Another solution is to construct a *Markov State Model* (MSM), which describes the accessible conformational states of the system and the dynamics of moving between these states [3]. To construct an MSM, one needs to find the rate constant for all pathways leading from a given metastable state to any other metastable state. This can either be done by post-processing of long MD trajectories or by specifically starting MD simulations from less sampled states. In both cases, much simulation time is spent waiting for a transition to occur. To fully exploit the power of MSMs, one needs to perform the underlying MD simulations in a more efficient way [4].

Our approach is to combine these methods and thus use a series of enhanced-sampling simulations to construct an accurate MSM [5]. The procedure starts with the crystal structure, and proceeds to find new states by starting simulations in the known states and observing transitions to other states, discovered on-the-fly. The use of enhanced sampling will reduce the computational effort and thus allow greater accuracy and robustness. However, two main problems need to be addressed.

The first problem is to find collective variables that effectively describe the slow degrees of freedom. Fortunately, the CVs do not need to be identical in all parts of the conformational space, so the local topology of the free-energy landscape can be used to define the CVs [6]. More rigorous ways of finding the "best" linear combination of input CVs are provided by three recently proposed methods [7,8,9] all inspired by time-lagged independent component analysis (TICA). In particular, we will employ the strategy in [9], which uses an iterative procedure for refining the optimal combination using information from non-optimal metadynamics simulations. In our case, the input CVs will be descriptors of individual hydrogen bonds, and a linear combination then constitutes an "opening mechanism" that may involve breaking one or several of these hydrogen bonds.

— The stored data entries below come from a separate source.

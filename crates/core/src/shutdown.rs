use std::sync::Arc;
use std::time::{Duration, Instant};

use tokio::sync::watch;
use tracing::{debug, info};

/// 关闭协调器
///
/// 全局唯一的关闭信号，只能从 `false` 变为 `true`，不会复位。
/// 持有者可以触发关闭，其他组件只拿到只读的 [`ShutdownListener`]。
#[derive(Debug, Clone)]
pub struct ShutdownSignal {
    tx: Arc<watch::Sender<bool>>,
}

impl ShutdownSignal {
    /// 创建新的关闭信号
    pub fn new() -> Self {
        let (tx, _) = watch::channel(false);
        Self { tx: Arc::new(tx) }
    }

    /// 获取只读监听句柄
    pub fn listener(&self) -> ShutdownListener {
        ShutdownListener {
            rx: self.tx.subscribe(),
        }
    }

    /// 触发关闭，返回本次调用是否真正改变了状态
    pub fn shutdown(&self) -> bool {
        let was_shutdown = self.tx.send_replace(true);
        if was_shutdown {
            debug!("关闭信号已经触发过");
            return false;
        }

        info!(
            subscribers = self.tx.receiver_count(),
            "触发流水线关闭"
        );
        true
    }

    /// 检查是否已经关闭
    pub fn is_shutdown(&self) -> bool {
        *self.tx.borrow()
    }
}

impl Default for ShutdownSignal {
    fn default() -> Self {
        Self::new()
    }
}

/// 关闭信号的只读句柄
#[derive(Debug, Clone)]
pub struct ShutdownListener {
    rx: watch::Receiver<bool>,
}

impl ShutdownListener {
    pub fn is_shutdown(&self) -> bool {
        *self.rx.borrow()
    }

    /// 等待关闭信号（协作式执行域使用）
    pub async fn notified(&self) {
        let mut rx = self.rx.clone();
        if rx.wait_for(|stopped| *stopped).await.is_err() {
            // 信号源已经释放且从未触发，之后也不会再触发
            std::future::pending::<()>().await;
        }
    }

    /// 阻塞睡眠 `duration`，按 `slice` 切片检查关闭信号
    ///
    /// 返回 `true` 表示睡眠期间观察到关闭。
    pub fn sleep(&self, duration: Duration, slice: Duration) -> bool {
        let deadline = Instant::now() + duration;
        let slice = slice.max(Duration::from_millis(1));

        loop {
            if self.is_shutdown() {
                return true;
            }
            let now = Instant::now();
            if now >= deadline {
                return false;
            }
            std::thread::sleep(slice.min(deadline - now));
        }
    }
}
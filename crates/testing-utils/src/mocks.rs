//! Mock implementations for deterministic tests

use std::collections::VecDeque;
use std::sync::atomic::{AtomicUsize, Ordering};
use std::sync::{Arc, Mutex, MutexGuard, PoisonError};
use std::time::Duration;

use courier_core::{Channel, DrawSource, PopError, PushError};

/// 按脚本依次返回随机数
///
/// 脚本耗尽后返回 `fallback`，默认 0.0（一定投递成功）。
/// `consumed()` 可以在克隆之间共享，用于断言实际抽取次数。
#[derive(Debug, Clone)]
pub struct ScriptedDraws {
    script: VecDeque<f64>,
    fallback: f64,
    consumed: Arc<AtomicUsize>,
}

impl ScriptedDraws {
    pub fn new(script: impl IntoIterator<Item = f64>) -> Self {
        Self {
            script: script.into_iter().collect(),
            fallback: 0.0,
            consumed: Arc::new(AtomicUsize::new(0)),
        }
    }

    /// 每次都返回同一个值
    pub fn constant(value: f64) -> Self {
        Self::new([]).with_fallback(value)
    }

    pub fn with_fallback(mut self, fallback: f64) -> Self {
        self.fallback = fallback;
        self
    }

    pub fn consumed(&self) -> usize {
        self.consumed.load(Ordering::SeqCst)
    }

    pub fn counter(&self) -> Arc<AtomicUsize> {
        Arc::clone(&self.consumed)
    }
}

impl DrawSource for ScriptedDraws {
    fn draw(&mut self) -> f64 {
        self.consumed.fetch_add(1, Ordering::SeqCst);
        self.script.pop_front().unwrap_or(self.fallback)
    }
}

/// 不阻塞的内存队列
///
/// 所有带超时的操作都立即返回，适合单线程地驱动组件。
#[derive(Debug)]
pub struct VecQueue<T> {
    items: Mutex<VecDeque<T>>,
    capacity: Option<usize>,
}

impl<T> Default for VecQueue<T> {
    fn default() -> Self {
        Self {
            items: Mutex::new(VecDeque::new()),
            capacity: None,
        }
    }
}

impl<T> VecQueue<T> {
    pub fn new() -> Self {
        Self::default()
    }

    /// 超过 `capacity` 时推送返回 `PushError::Full`
    pub fn bounded(capacity: usize) -> Self {
        Self {
            items: Mutex::new(VecDeque::new()),
            capacity: Some(capacity),
        }
    }

    fn items(&self) -> MutexGuard<'_, VecDeque<T>> {
        self.items.lock().unwrap_or_else(PoisonError::into_inner)
    }
}

impl<T: Send> Channel<T> for VecQueue<T> {
    fn push(&self, item: T, _timeout: Duration) -> Result<(), PushError<T>> {
        self.try_push(item)
    }

    fn try_push(&self, item: T) -> Result<(), PushError<T>> {
        let mut items = self.items();
        if self.capacity.is_some_and(|capacity| items.len() >= capacity) {
            return Err(PushError::Full(item));
        }
        items.push_back(item);
        Ok(())
    }

    fn pop(&self, _timeout: Duration) -> Result<T, PopError> {
        self.try_pop()
    }

    fn try_pop(&self) -> Result<T, PopError> {
        self.items().pop_front().ok_or(PopError::Empty)
    }

    fn len(&self) -> usize {
        self.items().len()
    }

    fn capacity(&self) -> Option<usize> {
        self.capacity
    }
}
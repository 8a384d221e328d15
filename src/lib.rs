pub mod aggregator;
pub mod app;
pub mod common;
pub mod shutdown;

pub use aggregator::ResultAggregator;
pub use app::{Application, PipelineMonitor, PipelineQueues, ShutdownReport};
pub use common::{init_logging, load_config, StartupConfig};
pub use shutdown::wait_for_shutdown_signal;
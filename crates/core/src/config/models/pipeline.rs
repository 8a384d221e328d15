use std::time::Duration;

use serde::{Deserialize, Serialize};

/// 装箱策略名称
pub const FILL_STRATEGIES: [&str; 3] = ["random", "fifo", "lightest_first"];

/// 包裹源配置
#[derive(Debug, Clone, Serialize, Deserialize)]
#[serde(default)]
pub struct SourceConfig {
    pub instances: i32,
    pub delay_ms: u64,
}

impl Default for SourceConfig {
    fn default() -> Self {
        Self {
            instances: 4,
            delay_ms: 100,
        }
    }
}

impl SourceConfig {
    pub fn validate(&self) -> anyhow::Result<()> {
        if self.instances < 0 {
            return Err(anyhow::anyhow!(
                "包裹源实例数不能为负数: {}",
                self.instances
            ));
        }

        Ok(())
    }

    pub fn delay(&self) -> Duration {
        Duration::from_millis(self.delay_ms)
    }
}

/// 溢出包裹的处理方式
#[derive(Debug, Clone, Copy, PartialEq, Eq, Default, Serialize, Deserialize)]
#[serde(rename_all = "snake_case")]
pub enum OverflowPolicy {
    /// 放回包裹队列等待下一轮装箱
    #[default]
    Requeue,
    /// 直接丢弃
    Drop,
    /// 留在装箱器自己的缓冲区，下一轮优先装箱
    Carry,
}

/// 装箱器配置
#[derive(Debug, Clone, Serialize, Deserialize)]
#[serde(default)]
pub struct PackerConfig {
    pub instances: i32,
    pub capacity: usize,
    /// 每轮额外拉取的包裹比例，装箱前缓冲区至少达到 `capacity * (1 + extra_fraction)`
    pub extra_fraction: f64,
    pub overflow_policy: OverflowPolicy,
    pub strategy: String,
}

impl Default for PackerConfig {
    fn default() -> Self {
        Self {
            instances: 1,
            capacity: 64,
            extra_fraction: 0.2,
            overflow_policy: OverflowPolicy::Requeue,
            strategy: "random".to_string(),
        }
    }
}

impl PackerConfig {
    pub fn validate(&self) -> anyhow::Result<()> {
        if self.instances <= 0 {
            return Err(anyhow::anyhow!(
                "装箱器实例数必须大于0: {}",
                self.instances
            ));
        }

        if self.capacity == 0 {
            return Err(anyhow::anyhow!("箱子容量必须大于0"));
        }

        if !self.extra_fraction.is_finite() || self.extra_fraction < 0.0 {
            return Err(anyhow::anyhow!(
                "额外拉取比例不能小于0: {}",
                self.extra_fraction
            ));
        }

        if !FILL_STRATEGIES.contains(&self.strategy.as_str()) {
            return Err(anyhow::anyhow!(
                "无效的装箱策略: {}，支持的策略: {:?}",
                self.strategy,
                FILL_STRATEGIES
            ));
        }

        Ok(())
    }

    /// 每轮装箱前需要累积的包裹数
    pub fn packages_to_pull(&self) -> usize {
        Self::pull_target(self.capacity, self.extra_fraction)
    }

    /// 按容量和额外比例计算拉取数量，至少为 1
    pub fn pull_target(capacity: usize, extra_fraction: f64) -> usize {
        ((capacity as f64 * (1.0 + extra_fraction)).ceil() as usize).max(1)
    }
}

/// 车队配置
#[derive(Debug, Clone, Serialize, Deserialize)]
#[serde(default)]
pub struct FleetConfig {
    pub workers: i32,
    pub transit_delay_ms: u64,
    pub incorrect_address_probability: f64,
    pub vehicle_fault_probability: f64,
    pub internal_queue_capacity: usize,
    /// 固定随机种子，便于复现
    pub seed: Option<u64>,
}

impl Default for FleetConfig {
    fn default() -> Self {
        Self {
            workers: 2,
            transit_delay_ms: 10,
            incorrect_address_probability: 0.01,
            vehicle_fault_probability: 0.01,
            internal_queue_capacity: 8,
            seed: None,
        }
    }
}

impl FleetConfig {
    pub fn validate(&self) -> anyhow::Result<()> {
        if self.workers <= 0 {
            return Err(anyhow::anyhow!("车辆数必须大于0: {}", self.workers));
        }

        for (name, value) in [
            ("地址错误概率", self.incorrect_address_probability),
            ("车辆故障概率", self.vehicle_fault_probability),
        ] {
            if !(0.0..=1.0).contains(&value) {
                return Err(anyhow::anyhow!("{}必须在0到1之间: {}", name, value));
            }
        }

        if self.incorrect_address_probability + self.vehicle_fault_probability > 1.0 {
            return Err(anyhow::anyhow!("失败概率之和不能超过1"));
        }

        if self.internal_queue_capacity == 0 {
            return Err(anyhow::anyhow!("车队内部队列容量必须大于0"));
        }

        Ok(())
    }

    pub fn transit_delay(&self) -> Duration {
        Duration::from_millis(self.transit_delay_ms)
    }
}

/// 强制取消车辆时，未完成箱子的处理方式
#[derive(Debug, Clone, Copy, PartialEq, Eq, Default, Serialize, Deserialize)]
#[serde(rename_all = "snake_case")]
pub enum AbandonPolicy {
    /// 未完成的包裹放回包裹队列
    #[default]
    Requeue,
    /// 记录后丢弃
    Drop,
}

/// 调度器配置
#[derive(Debug, Clone, Serialize, Deserialize)]
#[serde(default)]
pub struct DispatcherConfig {
    pub poll_interval_ms: u64,
    pub abandon_policy: AbandonPolicy,
}

impl Default for DispatcherConfig {
    fn default() -> Self {
        Self {
            poll_interval_ms: 10,
            abandon_policy: AbandonPolicy::Requeue,
        }
    }
}

impl DispatcherConfig {
    pub fn validate(&self) -> anyhow::Result<()> {
        if self.poll_interval_ms == 0 {
            return Err(anyhow::anyhow!("调度轮询间隔必须大于0"));
        }

        Ok(())
    }

    pub fn poll_interval(&self) -> Duration {
        Duration::from_millis(self.poll_interval_ms)
    }
}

The second problem is that the dynamical behavior of the system is normally perturbed by a biasing method like metadynamics. However, transition rates can indeed be recovered from a metadynamics simulation under certain conditions [10], namely that the collective variables can distinguish between the two energy basins and that one avoids depositing bias in the region around the transition state, as illustrated in Figure 1. In our case, we will consider each transition as a series of two stages, resembling of an earlier study [11]. The first stage will involve breaking of internal hydrogen bonds, whereas the second stage will involve solvent reorganization that provides solvent access to the particular backbone amides. By applying bias only on the CVs of the first stage, the dynamics of the second stage will be largely unaffected by the bias; thus the requirements in [10] hold.

In summary, the transition rates obtained from the carefully designed metadynamics simulations will be used to construct a MSM that reveals the relevant kinetic pathways for the local fluctuations. Particular effort will be devoted to estimating the statistical errors in the computed transition rates. Our approach differs from other combinations of MSM and metadynamics [12], in which metadynamics is only used to define the states.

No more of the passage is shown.